There are many reasons cited for this movement, but the one that usually catches the interest of the political classes is that they can demonstrate greater accountability and show their ability to deliver by performance monitoring and improvement and thereby enhance their credibility and (say it quietly) their electability.
But what if that is not true, or at least not in any simple way?
There is some evidence – and I don’t want to exaggerate this, it is only suggestive at this stage – that there is a more complex relationship between performance and electoral pay-offs in western countries than one might instinctively expect.
Research conducted on English local government is very suggestive (Greasly and John, 2010). Studying the relationship between the performance of local governments and their subsequent electoral success (or lack of) researchers found a curious asymmetry in the relationship – bad performance led to political penalties (incumbents tended to loose elections) but good performance did not lead to political pay-offs – above a certain level performance seemed to be discounted by electors.
This result reminded me of the research on ‘happiness’ levels in society which suggests there is a ‘plateau’ in economic advancement where above a certain level, further gains in wealth do not produce increases in happiness, which tends to level-off (see The Spirit Level by Wilkinson and Pickett).
And it prompts the obvious question – is there a parallel here with citizen’s satisfaction with the performance of public services?
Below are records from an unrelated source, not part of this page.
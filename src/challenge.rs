use serde::{
    Deserialize,
    Serialize,
};
use serde_json::Value;

/// Label prepended to the challenged domain to form the TXT record name.
pub const ACME_CHALLENGE_LABEL: &str = "_acme-challenge";

#[derive(Default, Debug, Serialize, Deserialize, Clone, Copy, PartialEq, Eq)]
pub enum ChallengeAction {
    #[default]
    Present,
    CleanUp,
}

/// A DNS-01 challenge as handed to the solver by the host (cert-manager's `ChallengeRequest`).
#[derive(Default, Debug, Serialize, Deserialize, Clone, PartialEq)]
#[serde(rename_all = "camelCase")]
pub struct ChallengeRequest {
    #[serde(default)]
    pub uid: String,
    #[serde(default)]
    pub action: ChallengeAction,
    #[serde(default, rename = "type")]
    pub type_: String,
    /// The domain under challenge, e.g. `example.com` or `*.example.com`.
    pub dns_name: String,
    /// Key authorization, the value the TXT record has to hold.
    pub key: String,
    /// Namespace of the resource (Issuer/Challenge) that triggered the request.
    #[serde(default)]
    pub resource_namespace: String,
    /// Fully qualified record name computed by the host, CNAMEs already followed.
    #[serde(default, rename = "resolvedFQDN", skip_serializing_if = "Option::is_none")]
    pub resolved_fqdn: Option<String>,
    #[serde(default, skip_serializing_if = "Option::is_none")]
    pub resolved_zone: Option<String>,
    #[serde(default)]
    pub allow_ambient_credentials: bool,
    /// Opaque solver configuration taken from the issuer.
    #[serde(default, skip_serializing_if = "Option::is_none")]
    pub config: Option<Value>,
}

impl ChallengeRequest {
    /// The domain the challenge is for, without a wildcard prefix or trailing dot.
    pub fn domain(&self) -> &str {
        let domain = self.dns_name.trim_end_matches('.');
        domain.strip_prefix("*.").unwrap_or(domain)
    }

    pub fn namespace(&self) -> &str {
        if self.resource_namespace.is_empty() {
            "default"
        } else {
            &self.resource_namespace
        }
    }

    /// Fully qualified name (with trailing dot) of the TXT record proving the challenge.
    pub fn record_name(&self) -> String {
        match self.resolved_fqdn.as_deref().filter(|fqdn| !fqdn.is_empty()) {
            Some(fqdn) => fqdn_with_dot(fqdn),
            None => format!("{ACME_CHALLENGE_LABEL}.{}.", self.domain()),
        }
    }
}

fn fqdn_with_dot(name: &str) -> String {
    if name.ends_with('.') {
        name.to_string()
    } else {
        format!("{name}.")
    }
}
use reqwest::Url;
use schemars::JsonSchema;
use serde::{
    de::{
        self,
        Unexpected,
    },
    Deserialize,
    Serialize,
};
use serde_json::Value;

pub const DEFAULT_API_BASE_PATH: &str = "https://dns.api.stackit.cloud";
pub const DEFAULT_AUTH_TOKEN_SECRET_REF: &str = "stackit-cert-manager-webhook";
pub const DEFAULT_AUTH_TOKEN_SECRET_KEY: &str = "auth-token";
pub const DEFAULT_ACME_TXT_RECORD_TTL: i64 = 60;

#[derive(thiserror::Error, Debug)]
pub enum ConfigError {
    #[error("no solver config provided")]
    Missing,

    #[error("error decoding solver config: {0}")]
    Json(#[from] serde_json::Error),

    #[error("invalid solver config field {field}: {reason}")]
    Invalid { field: &'static str, reason: String },
}

/// Solver configuration, as found in the `config` section of a cert-manager webhook issuer.
#[derive(Debug, Serialize, Deserialize, Clone, PartialEq, JsonSchema)]
#[serde(rename_all = "camelCase")]
pub struct StackitConfig {
    /// The STACKIT project owning the DNS zones
    pub project_id: String,
    /// Base URL of the STACKIT DNS API
    #[serde(default = "default_api_base_path")]
    pub api_base_path: String,
    /// Name of the secret holding the API token
    #[serde(default = "default_auth_token_secret_ref")]
    pub auth_token_secret_ref: String,
    /// Key of the API token within the secret
    #[serde(default = "default_auth_token_secret_key")]
    pub auth_token_secret_key: String,
    /// Namespace of the secret. Defaults to the namespace of the challenge resource.
    #[serde(default, skip_serializing_if = "Option::is_none")]
    pub auth_token_secret_namespace: Option<String>,
    /// TTL in seconds for newly created challenge records
    #[serde(default = "default_acme_txt_record_ttl")]
    pub acme_txt_record_ttl: i64,
}

fn default_api_base_path() -> String {
    DEFAULT_API_BASE_PATH.to_string()
}

fn default_auth_token_secret_ref() -> String {
    DEFAULT_AUTH_TOKEN_SECRET_REF.to_string()
}

fn default_auth_token_secret_key() -> String {
    DEFAULT_AUTH_TOKEN_SECRET_KEY.to_string()
}

fn default_acme_txt_record_ttl() -> i64 {
    DEFAULT_ACME_TXT_RECORD_TTL
}

impl StackitConfig {
    /// Namespace to read the token secret from. An empty override counts as unset.
    pub fn secret_namespace<'a>(&'a self, resource_namespace: &'a str) -> &'a str {
        self.auth_token_secret_namespace
            .as_deref()
            .filter(|ns| !ns.is_empty())
            .unwrap_or(resource_namespace)
    }

    fn validate(&self) -> Result<(), ConfigError> {
        if self.project_id.trim().is_empty() {
            return Err(ConfigError::Invalid {
                field: "projectId",
                reason: "must not be empty".to_string(),
            });
        }

        let url = Url::parse(&self.api_base_path).map_err(|err| ConfigError::Invalid {
            field: "apiBasePath",
            reason: err.to_string(),
        })?;
        if !matches!(url.scheme(), "http" | "https") {
            return Err(ConfigError::Invalid {
                field: "apiBasePath",
                reason: format!("unsupported scheme {:?}", url.scheme()),
            });
        }

        if self.auth_token_secret_ref.is_empty() || self.auth_token_secret_key.is_empty() {
            return Err(ConfigError::Invalid {
                field: "authTokenSecretRef",
                reason: "secret name and key must not be empty".to_string(),
            });
        }

        if self.acme_txt_record_ttl <= 0 {
            return Err(ConfigError::Invalid {
                field: "acmeTxtRecordTtl",
                reason: format!("must be positive, got {}", self.acme_txt_record_ttl),
            });
        }

        Ok(())
    }
}

/// Turns the opaque config blob of a challenge into a [`StackitConfig`].
pub trait ConfigProvider: Send + Sync {
    fn load_config(&self, raw: Option<&Value>) -> Result<StackitConfig, ConfigError>;
}

/// Decodes the config blob as JSON and applies defaults.
#[derive(Default, Debug, Clone, Copy)]
pub struct JsonConfigProvider;

impl ConfigProvider for JsonConfigProvider {
    fn load_config(&self, raw: Option<&Value>) -> Result<StackitConfig, ConfigError> {
        let raw = match raw {
            None | Some(Value::Null) => return Err(ConfigError::Missing),
            Some(raw @ Value::Object(_)) => raw,
            // derived struct visitors also accept the sequence form
            Some(other) => {
                return Err(ConfigError::Json(de::Error::invalid_type(
                    unexpected(other),
                    &"a solver config object",
                )))
            }
        };

        let config = StackitConfig::deserialize(raw)?;
        config.validate()?;
        Ok(config)
    }
}

fn unexpected(value: &Value) -> Unexpected<'_> {
    match value {
        Value::Bool(b) => Unexpected::Bool(*b),
        Value::Number(_) => Unexpected::Other("number"),
        Value::String(s) => Unexpected::Str(s),
        Value::Array(_) => Unexpected::Seq,
        Value::Null => Unexpected::Unit,
        Value::Object(_) => Unexpected::Map,
    }
}
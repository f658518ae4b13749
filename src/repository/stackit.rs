use super::{
    select_zone,
    NewRRSet,
    RRSet,
    RRSetRepository,
    RRSetRepositoryFactory,
    RecordType,
    RepositoryConfig,
    RepositoryError,
    Zone,
    ZoneRepository,
    ZoneRepositoryFactory,
};
use async_stream::try_stream;
use async_trait::async_trait;
use chrono::prelude::*;
use futures::{
    Stream,
    TryStreamExt as _,
};
use reqwest::{
    Method,
    Response,
};
use serde::{
    de::DeserializeOwned,
    Deserialize,
    Serialize,
};
use std::time::Duration;

const ZONE_PAGE_SIZE: usize = 100;

/// RRSet states after which the record set is gone or about to be.
const DELETED_STATES: &[&str] = &["DELETING", "DELETE_SUCCEEDED"];

// -=-=-=-=-=-=-=-=-=-=-=-=-=-=-=-=-=-=-=-=-=-=-=-=-=-=-=-
// zones

#[derive(Debug, Serialize, Deserialize)]
#[serde(rename_all = "camelCase")]
struct ZonesResponse {
    zones: Vec<ZoneInfo>,
    #[serde(default)]
    total_pages: Option<usize>,
}

/// A STACKIT DNS zone.
///
/// See https://docs.api.stackit.cloud/documentation/dns/version/v1
#[derive(Debug, Clone, Serialize, Deserialize)]
#[serde(rename_all = "camelCase")]
pub struct ZoneInfo {
    pub id: String,
    pub name: String,
    pub dns_name: String,
    #[serde(default)]
    pub state: Option<String>,
    #[serde(default)]
    pub active: Option<bool>,
    #[serde(default)]
    pub creation_finished: Option<DateTime<Utc>>,
}

impl From<ZoneInfo> for Zone {
    fn from(info: ZoneInfo) -> Self {
        Zone {
            id: info.id,
            dns_name: info.dns_name,
        }
    }
}

// -=-=-=-=-=-=-=-=-=-=-=-=-=-=-=-=-=-=-=-=-=-=-=-=-=-=-=-
// rrsets

#[derive(Debug, Serialize, Deserialize)]
#[serde(rename_all = "camelCase")]
struct RRSetsResponse {
    rr_sets: Vec<RRSetInfo>,
}

#[derive(Debug, Clone, Serialize, Deserialize)]
#[serde(rename_all = "camelCase")]
pub struct RRSetInfo {
    pub id: String,
    pub name: String,
    #[serde(rename = "type")]
    pub record_type: String,
    pub ttl: i64,
    #[serde(default)]
    pub records: Vec<RecordInfo>,
    #[serde(default)]
    pub state: Option<String>,
}

#[derive(Debug, Clone, Serialize, Deserialize)]
pub struct RecordInfo {
    #[serde(default)]
    pub id: Option<String>,
    pub content: String,
}

/// Request payload for creating a record set.
#[derive(Debug, Serialize, Deserialize)]
struct RRSetCreation {
    name: String,
    #[serde(rename = "type")]
    record_type: RecordType,
    ttl: i64,
    records: Vec<RecordContent>,
}

/// Request payload for patching a record set.
#[derive(Debug, Serialize, Deserialize)]
struct RRSetModification {
    ttl: i64,
    records: Vec<RecordContent>,
}

#[derive(Debug, Serialize, Deserialize)]
struct RecordContent {
    content: String,
}

fn record_contents(records: Vec<String>) -> Vec<RecordContent> {
    records.into_iter().map(|content| RecordContent { content }).collect()
}

fn same_name(a: &str, b: &str) -> bool {
    a.trim_end_matches('.').eq_ignore_ascii_case(b.trim_end_matches('.'))
}

// -=-=-=-=-=-=-=-=-=-=-=-=-=-=-=-=-=-=-=-=-=-=-=-=-=-=-=-

/// Thin client for the project scoped part of the STACKIT DNS API.
#[derive(Clone, Debug)]
pub struct StackitApi {
    client: reqwest::Client,
    config: RepositoryConfig,
}

impl StackitApi {
    pub fn new(client: reqwest::Client, config: RepositoryConfig) -> Self {
        Self { client, config }
    }

    fn project_url(&self, path: &str) -> String {
        format!(
            "{}/v1/projects/{}{path}",
            self.config.api_base_path, self.config.project_id
        )
    }

    fn rrsets_url(&self, zone_id: &str) -> String {
        self.project_url(&format!("/zones/{zone_id}/rrsets"))
    }

    /// All active zones of the project, fetched page by page.
    pub fn zones(&self) -> impl Stream<Item = Result<ZoneInfo, RepositoryError>> + Send + '_ {
        try_stream! {
            let url = self.project_url("/zones");
            let mut page = 1;
            loop {
                let query = [
                    ("active[eq]", "true".to_string()),
                    ("page", page.to_string()),
                    ("pageSize", ZONE_PAGE_SIZE.to_string()),
                ];
                let response: ZonesResponse = self.request_json(Method::GET, &url, &query).await?;
                let count = response.zones.len();
                for zone in response.zones {
                    yield zone;
                }
                if count == 0 || page >= response.total_pages.unwrap_or(1) {
                    break;
                }
                page += 1;
            }
        }
    }

    pub async fn list_zones(&self) -> Result<Vec<ZoneInfo>, RepositoryError> {
        self.zones().try_collect().await
    }

    pub async fn list_rrsets(
        &self,
        zone_id: &str,
        name: &str,
        record_type: RecordType,
    ) -> Result<Vec<RRSetInfo>, RepositoryError> {
        let query = [
            ("name[eq]", name.to_string()),
            ("type[eq]", record_type.to_string()),
        ];
        let response: RRSetsResponse = self
            .request_json(Method::GET, &self.rrsets_url(zone_id), &query)
            .await?;
        Ok(response.rr_sets)
    }

    pub async fn create_rrset(&self, zone_id: &str, rrset: NewRRSet) -> Result<(), RepositoryError> {
        info!(%zone_id, name = %rrset.name, r#type = %rrset.record_type, "creating rrset");
        let body = RRSetCreation {
            name: rrset.name,
            record_type: rrset.record_type,
            ttl: rrset.ttl,
            records: record_contents(rrset.records),
        };
        self.send(self.client.post(self.rrsets_url(zone_id)).json(&body)).await?;
        Ok(())
    }

    pub async fn update_rrset(&self, zone_id: &str, rrset: RRSet) -> Result<(), RepositoryError> {
        info!(%zone_id, id = %rrset.id, name = %rrset.name, records = rrset.records.len(), "updating rrset");
        let url = format!("{}/{}", self.rrsets_url(zone_id), rrset.id);
        let body = RRSetModification {
            ttl: rrset.ttl,
            records: record_contents(rrset.records),
        };
        self.send(self.client.patch(url).json(&body)).await?;
        Ok(())
    }

    pub async fn delete_rrset(&self, zone_id: &str, id: &str) -> Result<(), RepositoryError> {
        info!(%zone_id, %id, "deleting rrset");
        let url = format!("{}/{id}", self.rrsets_url(zone_id));
        self.send(self.client.delete(url)).await?;
        Ok(())
    }

    async fn request_json<R>(&self, method: Method, url: &str, query: &[(&str, String)]) -> Result<R, RepositoryError>
    where
        R: DeserializeOwned,
    {
        let res = self.send(self.client.request(method, url).query(query)).await?;
        Ok(res.json().await?)
    }

    async fn send(&self, req: reqwest::RequestBuilder) -> Result<Response, RepositoryError> {
        let res = req
            .bearer_auth(&self.config.auth_token)
            .header("Accept", "application/json")
            .send()
            .await?;

        let status = res.status();
        if !status.is_success() {
            let body = res.text().await.unwrap_or_default();
            debug!(status = status.as_u16(), %body, "stackit api error");
            return Err(RepositoryError::Api {
                status: status.as_u16(),
                body,
            });
        }

        Ok(res)
    }
}

pub struct StackitZoneRepository {
    api: StackitApi,
}

#[async_trait]
impl ZoneRepository for StackitZoneRepository {
    async fn fetch_zone(&self, domain: &str) -> Result<Zone, RepositoryError> {
        let zones = self.api.list_zones().await?;
        debug!(%domain, count = zones.len(), "selecting zone");
        select_zone(zones.into_iter().map(Zone::from), domain).ok_or_else(|| RepositoryError::ZoneNotFound {
            domain: domain.to_string(),
        })
    }
}

pub struct StackitRRSetRepository {
    api: StackitApi,
    zone: Zone,
}

#[async_trait]
impl RRSetRepository for StackitRRSetRepository {
    async fn fetch_rrset_for_zone(&self, name: &str, record_type: RecordType) -> Result<RRSet, RepositoryError> {
        let rrsets = self.api.list_rrsets(&self.zone.id, name, record_type).await?;

        let rrset = rrsets
            .into_iter()
            .filter(|rrset| same_name(&rrset.name, name) && rrset.record_type == record_type.as_str())
            .find(|rrset| !rrset.state.as_deref().is_some_and(|state| DELETED_STATES.contains(&state)));

        let Some(rrset) = rrset else {
            return Err(RepositoryError::RRSetNotFound { name: name.to_string() });
        };

        Ok(RRSet {
            id: rrset.id,
            name: rrset.name,
            record_type,
            ttl: rrset.ttl,
            records: rrset.records.into_iter().map(|record| record.content).collect(),
        })
    }

    async fn create_rrset(&self, rrset: NewRRSet) -> Result<(), RepositoryError> {
        self.api.create_rrset(&self.zone.id, rrset).await
    }

    async fn update_rrset(&self, rrset: RRSet) -> Result<(), RepositoryError> {
        self.api.update_rrset(&self.zone.id, rrset).await
    }

    async fn delete_rrset(&self, id: &str) -> Result<(), RepositoryError> {
        self.api.delete_rrset(&self.zone.id, id).await
    }
}

/// Builds STACKIT backed repositories sharing one HTTP connection pool.
#[derive(Clone, Debug, Default)]
pub struct StackitRepositoryFactory {
    client: reqwest::Client,
}

impl StackitRepositoryFactory {
    pub fn new(client: reqwest::Client) -> Self {
        Self { client }
    }

    /// A factory whose requests give up after `timeout`.
    pub fn with_timeout(timeout: Duration) -> Result<Self, reqwest::Error> {
        let client = reqwest::Client::builder().timeout(timeout).build()?;
        Ok(Self::new(client))
    }

    pub fn api(&self, config: &RepositoryConfig) -> StackitApi {
        StackitApi::new(self.client.clone(), config.clone())
    }
}

impl ZoneRepositoryFactory for StackitRepositoryFactory {
    fn new_zone_repository(&self, config: &RepositoryConfig) -> Box<dyn ZoneRepository> {
        Box::new(StackitZoneRepository { api: self.api(config) })
    }
}

impl RRSetRepositoryFactory for StackitRepositoryFactory {
    fn new_rrset_repository(&self, config: &RepositoryConfig, zone: &Zone) -> Box<dyn RRSetRepository> {
        Box::new(StackitRRSetRepository {
            api: self.api(config),
            zone: zone.clone(),
        })
    }
}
This may be a case where a Western innovation – massively increased performance reporting on public services – is actually likely to have greater political impact in emerging economies than it does in the west. In the hypothesis that there is a sort of ‘hygiene factor’ at work and that gains in public service performance can have big payoffs in developing economies, it is potentially important lever for change which political elites could easily be convinced to buy into.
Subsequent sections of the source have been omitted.